What is a Decision Tree?

A Decision Tree is a graphical repsentation in a form of a tree. The goal is to perdict an unknown variable using other known data inputs, the data will be split according to the set parameters in the model with the goal of finding the unknown variable

which you many find HERE


Intro: Excercise on creating a Decision Tree

In The following exercise we wil create Decision Tree using already existing data provided by R, we will be using MTCARS. We will attempt to find the number of cylinder each respective vehicle has using the known variables of horse-power (HP), engine displacement (disp), and weight (wt),


Section 1 - Creat a new data set: pcars,

We will be creating a new data set called pcars, were we will convert the row names into cloumns and name that variable cars. the code has been provided below. We will be using the HP, DiSP and WT of the car to determine the number of cylinders each respective car has.
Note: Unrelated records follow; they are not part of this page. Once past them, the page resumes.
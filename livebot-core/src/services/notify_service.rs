// File: livebot-core/src/services/notify_service.rs

//! Fan-out of live events to every subscribing guild destination.

use std::sync::Arc;

use tracing::{debug, error, info, warn};

use livebot_common::models::{GuildConfig, LiveInfo, Platform};
use livebot_common::traits::platform_traits::NotifyChannelApi;
use livebot_common::traits::repository_traits::GuildConfigRepository;

/// How much history the stateless dedupe scan reads.
const HISTORY_SCAN_LIMIT: u16 = 20;

pub struct NotifyService {
    guild_repo: Arc<dyn GuildConfigRepository>,
    channel_api: Arc<dyn NotifyChannelApi>,
    /// With a durable store the stream-state ledger is the sole dedupe
    /// source. Stateless deployments (fresh disk every boot) fall back
    /// to scanning the destination's own message history.
    has_durable_persistence: bool,
}

impl NotifyService {
    pub fn new(
        guild_repo: Arc<dyn GuildConfigRepository>,
        channel_api: Arc<dyn NotifyChannelApi>,
        has_durable_persistence: bool,
    ) -> Self {
        Self {
            guild_repo,
            channel_api,
            has_durable_persistence,
        }
    }

    /// Fans a live event out to every guild watching the channel. Each
    /// destination fails independently; one broken guild never blocks
    /// the rest.
    pub async fn broadcast_live(&self, platform: Platform, identifier: &str, info: &LiveInfo) {
        let url = platform.channel_url(identifier);

        for (guild_id, config) in self.guild_repo.all_guilds().await {
            if config.notify_channel_id.is_none() {
                continue;
            }
            if !config.watched.iter().any(|w| w.matches(platform, identifier)) {
                continue;
            }
            self.notify_guild(&guild_id, &config, platform, identifier, info, &url)
                .await;
        }
    }

    async fn notify_guild(
        &self,
        guild_id: &str,
        config: &GuildConfig,
        platform: Platform,
        identifier: &str,
        info: &LiveInfo,
        url: &str,
    ) {
        let Some(channel_id) = config.notify_channel_id.as_deref() else {
            return;
        };

        match self.channel_api.channel_exists(channel_id).await {
            Ok(true) => {}
            Ok(false) => {
                warn!("Notify channel {channel_id} missing for guild {guild_id}");
                return;
            }
            Err(e) => {
                warn!("Could not resolve notify channel {channel_id} for guild {guild_id}: {e}");
                return;
            }
        }

        let perms = match self.channel_api.channel_permissions(channel_id).await {
            Ok(perms) => perms,
            Err(e) => {
                error!("Permission check failed for channel {channel_id} in guild {guild_id}: {e}");
                return;
            }
        };
        if !perms.view_channel || !perms.send_messages || !perms.read_history {
            error!(
                "Missing channel permissions in guild {guild_id} (view={}, send={}, history={})",
                perms.view_channel, perms.send_messages, perms.read_history
            );
            return;
        }

        if !self.has_durable_persistence
            && self.already_announced(channel_id, guild_id, url, info).await
        {
            debug!("{platform}:{identifier} already announced in channel {channel_id}; skipping");
            return;
        }

        let mention = if config.mentions_enabled {
            if perms.mention_everyone {
                "@everyone "
            } else {
                warn!(
                    "Mentions enabled for guild {guild_id} but 'Mention Everyone' permission is missing"
                );
                ""
            }
        } else {
            ""
        };
        let mention_scope = config.mentions_enabled && perms.mention_everyone;

        let content = format!(
            "{mention}🔴 {} | **{}** is live! {url}\n> **{}**\n> 🎮 {}",
            platform.label(),
            info.display_name,
            info.title,
            info.category,
        );

        match self
            .channel_api
            .send_message(channel_id, &content, mention_scope)
            .await
        {
            Ok(()) => info!("Notified guild {guild_id} that {platform}:{identifier} is live"),
            Err(e) => error!("Failed to send notification to guild {guild_id}: {e}"),
        }
    }

    /// Stateless-mode dedupe: if one of the destination's recent
    /// messages is ours, carries this channel's URL, and is no older
    /// than the stream start, the event was already announced (likely
    /// by a previous deployment of this process).
    async fn already_announced(
        &self,
        channel_id: &str,
        guild_id: &str,
        url: &str,
        info: &LiveInfo,
    ) -> bool {
        let history = match self
            .channel_api
            .recent_messages(channel_id, HISTORY_SCAN_LIMIT)
            .await
        {
            Ok(history) => history,
            Err(e) => {
                // Fail closed: without history we cannot rule out a
                // duplicate, and a missed ping beats a double ping.
                warn!(
                    "History fetch failed for channel {channel_id} in guild {guild_id}: {e}; skipping send"
                );
                return true;
            }
        };
        history
            .iter()
            .any(|m| m.author_is_self && m.content.contains(url) && m.timestamp >= info.started_at)
    }
}
pub mod stream_monitor;
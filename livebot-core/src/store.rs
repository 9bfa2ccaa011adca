// File: livebot-core/src/store.rs

//! Whole-document JSON persistence.
//!
//! All bot state lives in one JSON file: a `guilds` map and a
//! `streamState` map, read once at startup and rewritten in full on
//! every mutation. A missing or corrupt file starts the process from
//! defaults; a failed write keeps serving the in-memory document until
//! the next write succeeds.

use std::collections::HashMap;
use std::path::PathBuf;

use serde::{Deserialize, Serialize};
use tokio::sync::RwLock;
use tracing::{error, warn};

use livebot_common::models::{GuildConfig, Platform, StreamState};

#[derive(Debug, Default, Serialize, Deserialize)]
#[serde(rename_all = "camelCase", default)]
pub struct StoreDocument {
    pub guilds: HashMap<String, GuildConfig>,
    pub stream_state: HashMap<String, StreamState>,
}

pub struct JsonStore {
    path: PathBuf,
    doc: RwLock<StoreDocument>,
}

impl JsonStore {
    /// Opens the store, loading the existing document if one is
    /// present.
    pub fn open(path: impl Into<PathBuf>) -> Self {
        let path = path.into();
        let doc = match std::fs::read_to_string(&path) {
            Ok(contents) => match serde_json::from_str::<StoreDocument>(&contents) {
                Ok(doc) => doc,
                Err(e) => {
                    error!(
                        "Failed to parse store at {}: {e}; starting from defaults",
                        path.display()
                    );
                    StoreDocument::default()
                }
            },
            Err(e) if e.kind() == std::io::ErrorKind::NotFound => StoreDocument::default(),
            Err(e) => {
                error!(
                    "Failed to read store at {}: {e}; starting from defaults",
                    path.display()
                );
                StoreDocument::default()
            }
        };
        Self {
            path,
            doc: RwLock::new(doc),
        }
    }

    /// Read access to the current document.
    pub async fn read<T>(&self, f: impl FnOnce(&StoreDocument) -> T) -> T {
        let guard = self.doc.read().await;
        f(&*guard)
    }

    /// Mutates the document and rewrites the file before returning.
    /// Write failures are logged and swallowed: the in-memory document
    /// remains authoritative and the next mutation retries the write.
    pub async fn mutate<T>(&self, f: impl FnOnce(&mut StoreDocument) -> T) -> T {
        let mut guard = self.doc.write().await;
        let out = f(&mut *guard);
        if let Err(e) = self.persist(&guard) {
            warn!("Failed to persist store to {}: {e}", self.path.display());
        }
        out
    }

    fn persist(&self, doc: &StoreDocument) -> std::io::Result<()> {
        if let Some(dir) = self.path.parent() {
            if !dir.as_os_str().is_empty() {
                std::fs::create_dir_all(dir)?;
            }
        }
        let json = serde_json::to_string_pretty(doc).map_err(std::io::Error::other)?;
        std::fs::write(&self.path, json)
    }

    /// Key into the global stream-state map. Identifiers are
    /// case-insensitive on both platforms, so they are lowercased here.
    pub fn state_key(platform: Platform, identifier: &str) -> String {
        format!("{platform}:{}", identifier.to_lowercase())
    }
}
Section 2 - Breaking down our data set

The data set has a total of 32 vehicles, we will create a training set pcars_training and call out 22 observations for training and 10 observations for testing.


Section 3 - Constructing the Decision Tree

Now we will use the rpart function, we are converting cyl into a factor because we are attempting to classify the size of the engine (4, 6 or 8 cylinder). We use cylinder as our predicted variable and hp, disp and *wt will be the variables that allow us to predict the cylinders. We use minsplit to split into the 3 category we have.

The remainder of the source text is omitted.